» **Exercise goal**: Set down all of the records word for word.

Dataset entries
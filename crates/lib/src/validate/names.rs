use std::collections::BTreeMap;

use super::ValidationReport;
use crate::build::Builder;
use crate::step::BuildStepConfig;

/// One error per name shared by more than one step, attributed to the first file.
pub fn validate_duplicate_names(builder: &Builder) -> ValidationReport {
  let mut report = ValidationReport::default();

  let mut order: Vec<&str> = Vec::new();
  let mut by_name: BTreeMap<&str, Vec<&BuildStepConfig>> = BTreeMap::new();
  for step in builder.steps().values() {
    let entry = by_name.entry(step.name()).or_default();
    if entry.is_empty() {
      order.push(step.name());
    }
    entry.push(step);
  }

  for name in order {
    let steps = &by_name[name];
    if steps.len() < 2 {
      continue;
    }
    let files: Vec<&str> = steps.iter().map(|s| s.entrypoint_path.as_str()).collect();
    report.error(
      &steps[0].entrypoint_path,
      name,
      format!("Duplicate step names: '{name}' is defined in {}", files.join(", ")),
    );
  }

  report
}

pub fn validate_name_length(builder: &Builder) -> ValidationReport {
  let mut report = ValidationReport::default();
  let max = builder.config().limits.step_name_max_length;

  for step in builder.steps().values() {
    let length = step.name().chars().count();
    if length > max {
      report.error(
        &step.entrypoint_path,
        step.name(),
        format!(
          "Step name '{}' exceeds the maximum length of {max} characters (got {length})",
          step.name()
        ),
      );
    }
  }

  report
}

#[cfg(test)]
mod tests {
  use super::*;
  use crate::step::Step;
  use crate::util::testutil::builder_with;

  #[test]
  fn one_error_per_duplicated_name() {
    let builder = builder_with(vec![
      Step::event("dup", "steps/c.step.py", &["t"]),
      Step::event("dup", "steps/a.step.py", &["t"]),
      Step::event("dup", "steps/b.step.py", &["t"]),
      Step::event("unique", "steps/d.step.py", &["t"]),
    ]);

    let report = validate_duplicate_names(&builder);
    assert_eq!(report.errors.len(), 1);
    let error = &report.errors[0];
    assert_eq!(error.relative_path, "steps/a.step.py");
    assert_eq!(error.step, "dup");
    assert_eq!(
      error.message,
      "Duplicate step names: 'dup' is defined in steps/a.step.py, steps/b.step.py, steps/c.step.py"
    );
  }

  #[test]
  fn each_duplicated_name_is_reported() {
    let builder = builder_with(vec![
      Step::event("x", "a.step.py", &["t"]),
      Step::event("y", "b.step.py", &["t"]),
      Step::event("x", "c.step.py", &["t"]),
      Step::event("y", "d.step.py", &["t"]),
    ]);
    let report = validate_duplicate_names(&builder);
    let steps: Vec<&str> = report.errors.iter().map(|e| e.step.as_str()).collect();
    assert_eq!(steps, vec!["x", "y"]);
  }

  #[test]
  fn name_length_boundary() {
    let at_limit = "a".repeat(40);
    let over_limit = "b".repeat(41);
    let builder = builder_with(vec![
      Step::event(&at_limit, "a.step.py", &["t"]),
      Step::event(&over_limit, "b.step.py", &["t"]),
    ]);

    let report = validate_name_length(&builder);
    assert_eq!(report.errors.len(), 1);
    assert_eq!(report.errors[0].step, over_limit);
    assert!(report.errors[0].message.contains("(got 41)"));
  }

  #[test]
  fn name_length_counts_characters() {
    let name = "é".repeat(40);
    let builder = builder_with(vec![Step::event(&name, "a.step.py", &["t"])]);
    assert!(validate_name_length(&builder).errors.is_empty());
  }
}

» **Written reply**:
filename crates/lib/src/validate/names.rs
use std::collections::BTreeMap;

use super::ValidationReport;
use crate::build::Builder;
use crate::step::BuildStepConfig;

/// One error per name shared by more than one step, attributed to the first file.
pub fn validate_duplicate_names(builder: &Builder) -> ValidationReport {
  let mut report = ValidationReport::default();

  let mut order: Vec<&str> = Vec::new();
  let mut by_name: BTreeMap<&str, Vec<&BuildStepConfig>> = BTreeMap::new();
  for step in builder.steps().values() {
    let entry = by_name.entry(step.name()).or_default();
    if entry.is_empty() {
      order.push(step.name());
    }
    entry.push(step);
  }

  for name in order {
    let steps = &by_name[name];
    if steps.len() < 2 {
      continue;
    }
    let files: Vec<&str> = steps.iter().map(|s| s.entrypoint_path.as_str()).collect();
    report.error(
      &steps[0].entrypoint_path,
      name,
      format!("Duplicate step names: '{name}' is defined in {}", files.join(", ")),
    );
  }

  report
}

pub fn validate_name_length(builder: &Builder) -> ValidationReport {
  let mut report = ValidationReport::default();
  let max = builder.config().limits.step_name_max_length;

  for step in builder.steps().values() {
    let length = step.name().chars().count();
    if length > max {
      report.error(
        &step.entrypoint_path,
        step.name(),
        format!(
          "Step name '{}' exceeds the maximum length of {max} characters (got {length})",
          step.name()
        ),
      );
    }
  }

  report
}

#[cfg(test)]
mod tests {
  use super::*;
  use crate::step::Step;
  use crate::util::testutil::builder_with;

  #[test]
  fn one_error_per_duplicated_name() {
    let builder = builder_with(vec![
      Step::event("dup", "steps/c.step.py", &["t"]),
      Step::event("dup", "steps/a.step.py", &["t"]),
      Step::event("dup", "steps/b.step.py", &["t"]),
      Step::event("unique", "steps/d.step.py", &["t"]),
    ]);

    let report = validate_duplicate_names(&builder);
    assert_eq!(report.errors.len(), 1);
    let error = &report.errors[0];
    assert_eq!(error.relative_path, "steps/a.step.py");
    assert_eq!(error.step, "dup");
    assert_eq!(
      error.message,
      "Duplicate step names: 'dup' is defined in steps/a.step.py, steps/b.step.py, steps/c.step.py"
    );
  }

  #[test]
  fn each_duplicated_name_is_reported() {
    let builder = builder_with(vec![
      Step::event("x", "a.step.py", &["t"]),
      Step::event("y", "b.step.py", &["t"]),
      Step::event("x", "c.step.py", &["t"]),
      Step::event("y", "d.step.py", &["t"]),
    ]);
    let report = validate_duplicate_names(&builder);
    let steps: Vec<&str> = report.errors.iter().map(|e| e.step.as_str()).collect();
    assert_eq!(steps, vec!["x", "y"]);
  }

  #[test]
  fn name_length_boundary() {
    let at_limit = "a".repeat(40);
    let over_limit = "b".repeat(41);
    let builder = builder_with(vec![
      Step::event(&at_limit, "a.step.py", &["t"]),
      Step::event(&over_limit, "b.step.py", &["t"]),
    ]);

    let report = validate_name_length(&builder);
    assert_eq!(report.errors.len(), 1);
    assert_eq!(report.errors[0].step, over_limit);
    assert!(report.errors[0].message.contains("(got 41)"));
  }

  #[test]
  fn name_length_counts_characters() {
    let name = "é".repeat(40);
    let builder = builder_with(vec![Step::event(&name, "a.step.py", &["t"])]);
    assert!(validate_name_length(&builder).errors.is_empty());
  }
}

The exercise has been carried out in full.